Majors stake out oil sands holdings

Claudia Cattaneo
Financial Post
Tuesday, February 17, 2009

While no one seems to be looking, the oil sands landscape is poised to change once again as global oil majors take steps to stake out even bigger holdings.

But in contrast to the last wave of foreign takeovers, made at hefty premiums and sometimes for marginal properties, multi-nationals including Paris-based Total SA, London-based BP PLC and Irving, Tex.-based Exxon Mobil Corp. are hunting for top-drawer properties at today's cheap stock prices or taking advantage of the sector's downturn to bolster their presence.

As one investment banker put it: "If you are a major, this is a once-in-a-generation opportunity to build a huge position."

Why now? Oil majors remain financially healthy even in today's environment of depressed oil prices. They've been in the business long enough to know that oil prices are cyclical and that the current downturn won't last. Those that missed acquisition opportunities in the past see the current downturn as a reentry point at low prices.

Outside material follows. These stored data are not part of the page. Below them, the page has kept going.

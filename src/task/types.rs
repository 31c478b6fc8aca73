use serde::{Deserialize, Serialize};

use crate::search::{Progress, SearchResult};

/// 任务状态
#[derive(Debug, Clone, Copy, Serialize, Deserialize, PartialEq, Eq)]
#[serde(rename_all = "snake_case")]
pub enum JobState {
    Idle,
    Running,
    /// 引擎已暂停；引擎不支持恢复
    Paused,
    Completed,
    Cancelled,
    Failed,
    Disposed,
}

impl JobState {
    /// 是否有运行中的引擎
    pub fn is_active(self) -> bool {
        matches!(self, Self::Running | Self::Paused)
    }
}

/// 任务事件（广播给订阅者）
#[derive(Debug, Clone, Serialize, Deserialize)]
#[serde(tag = "type", rename_all = "snake_case")]
pub enum SearchEvent {
    JobStarted { key: String },
    JobCompleted { key: String, progress: Progress },
    ProgressUpdated { key: String, progress: Progress },
    ResultFound { key: String, result: SearchResult },
    ResultCaptured { key: String, result: SearchResult },
    ResultCountChanged { key: String, count: u64 },
    ConsoleOutput { key: String, text: String },
}

impl SearchEvent {
    pub fn key(&self) -> &str {
        match self {
            Self::JobStarted { key }
            | Self::JobCompleted { key, .. }
            | Self::ProgressUpdated { key, .. }
            | Self::ResultFound { key, .. }
            | Self::ResultCaptured { key, .. }
            | Self::ResultCountChanged { key, .. }
            | Self::ConsoleOutput { key, .. } => key,
        }
    }
}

They see access to new reserves globally as a challenge. They have refineries in the United States that need feedstock. There are plenty of buying opportunities that were not there when oil prices were high.

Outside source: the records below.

//! News-sentiment aggregation.
//!
//! Reduces externally classified headlines to label ratios. Each
//! headline counts as one unit regardless of classifier confidence;
//! confidence is carried through for display only. Empty input yields
//! undefined ratios, never zeros, so "no data" stays distinct from
//! "100% neutral".

use std::str::FromStr;

use chrono::{DateTime, NaiveDate};
use serde::{Deserialize, Serialize};

use crate::core::error::{EngineError, Result};
use crate::core::snapshot::{normalize_ticker, Timestamp};

/// Sentiment label assigned by the upstream classifier.
#[derive(Debug, Clone, Copy, PartialEq, Eq, Hash, Serialize, Deserialize)]
#[serde(rename_all = "lowercase")]
pub enum SentimentLabel {
    Positive,
    Neutral,
    Negative,
}

impl FromStr for SentimentLabel {
    type Err = EngineError;

    fn from_str(s: &str) -> Result<Self> {
        match s.trim().to_ascii_lowercase().as_str() {
            "positive" => Ok(SentimentLabel::Positive),
            "neutral" => Ok(SentimentLabel::Neutral),
            "negative" => Ok(SentimentLabel::Negative),
            other => Err(EngineError::invalid_parameter(format!(
                "unknown sentiment label {other:?}"
            ))),
        }
    }
}

/// One classified headline for a ticker.
#[derive(Debug, Clone, PartialEq, Serialize, Deserialize)]
pub struct NewsItem {
    pub headline: String,
    pub url: Option<String>,
    /// Publication time, seconds since epoch.
    pub timestamp: Timestamp,
    pub label: SentimentLabel,
    /// Classifier confidence, passed through untouched.
    pub confidence: f64,
}

impl NewsItem {
    /// Calendar day of publication (UTC).
    pub fn published_on(&self) -> Option<NaiveDate> {
        DateTime::from_timestamp(self.timestamp, 0).map(|dt| dt.date_naive())
    }
}

/// Label shares of a non-empty headline set; the three ratios sum to 1.
#[derive(Debug, Clone, Copy, PartialEq, Serialize, Deserialize)]
pub struct SentimentRatios {
    pub positive: f64,
    pub neutral: f64,
    pub negative: f64,
}

/// Aggregated sentiment for a ticker and date.
#[derive(Debug, Clone, PartialEq, Serialize, Deserialize)]
pub struct SentimentSummary {
    pub ticker: String,
    pub date: NaiveDate,
    pub total_articles: usize,
    /// `None` when no articles were supplied (undefined, not zero).
    pub ratios: Option<SentimentRatios>,
}

fn reduce(ticker: String, date: NaiveDate, items: &[NewsItem]) -> SentimentSummary {
    let total = items.len();
    if total == 0 {
        return SentimentSummary {
            ticker,
            date,
            total_articles: 0,
            ratios: None,
        };
    }

    let mut positive = 0usize;
    let mut neutral = 0usize;
    let mut negative = 0usize;
    for item in items {
        match item.label {
            SentimentLabel::Positive => positive += 1,
            SentimentLabel::Neutral => neutral += 1,
            SentimentLabel::Negative => negative += 1,
        }
    }

    let denom = total as f64;
    SentimentSummary {
        ticker,
        date,
        total_articles: total,
        ratios: Some(SentimentRatios {
            positive: positive as f64 / denom,
            neutral: neutral as f64 / denom,
            negative: negative as f64 / denom,
        }),
    }
}

/// Summarize one day's classified headlines for a ticker.
pub fn summarize(ticker: &str, date: NaiveDate, items: &[NewsItem]) -> Result<SentimentSummary> {
    let ticker = normalize_ticker(ticker)?;
    log::debug!("summarizing {} headlines for {ticker} on {date}", items.len());
    Ok(reduce(ticker, date, items))
}

/// Summarize a trailing window of `window_days` calendar days ending at
/// `end` (inclusive), ignoring items outside the window.
pub fn summarize_window(
    ticker: &str,
    end: NaiveDate,
    window_days: u32,
    items: &[NewsItem],
) -> Result<SentimentSummary> {
    let ticker = normalize_ticker(ticker)?;
    if window_days == 0 {
        return Err(EngineError::invalid_parameter(
            "window must cover at least one day",
        ));
    }
    let start = end - chrono::Days::new(u64::from(window_days) - 1);

    let in_window: Vec<NewsItem> = items
        .iter()
        .filter(|item| {
            item.published_on()
                .is_some_and(|day| day >= start && day <= end)
        })
        .cloned()
        .collect();

    Ok(reduce(ticker, end, &in_window))
}

/// One summary per calendar day, ascending, covering only days with at
/// least one headline.
pub fn daily_breakdown(ticker: &str, items: &[NewsItem]) -> Result<Vec<SentimentSummary>> {
    let ticker = normalize_ticker(ticker)?;

    let mut by_day: std::collections::BTreeMap<NaiveDate, Vec<NewsItem>> =
        std::collections::BTreeMap::new();
    for item in items {
        if let Some(day) = item.published_on() {
            by_day.entry(day).or_default().push(item.clone());
        }
    }

    Ok(by_day
        .into_iter()
        .map(|(day, day_items)| reduce(ticker.clone(), day, &day_items))
        .collect())
}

Paris-based Total has been front and centre with this strategy. The company made a hostile bid for UTS Energy Corp. that could ultimately put it in the drivers' seat of the cost-challenged Fort Hills oil sands project.

If the UTS takeover, now in progress, is successful, giving it 20% of the Petro-Canada run project, Total is expected to secure another 20% by buying out Teck Cominco Ltd.'s 20%, and possibly get Petro-Canada to hand over another piece, increasing its stake to at least 50%.

Industry sources say it wouldn't be a stretch for Petro-Canada and Total to split the integrated oil project into two, with Petro-Canada developing the mine near Fort McMurray and Total building the upgrader near Edmonton.

Total seems to be confident no one will challenge its move on UTS. The bid and its Canadian oil sands plans were mentioned a surprising number of times by Total in its analyst call last Thursday to discuss fourth-quarter results.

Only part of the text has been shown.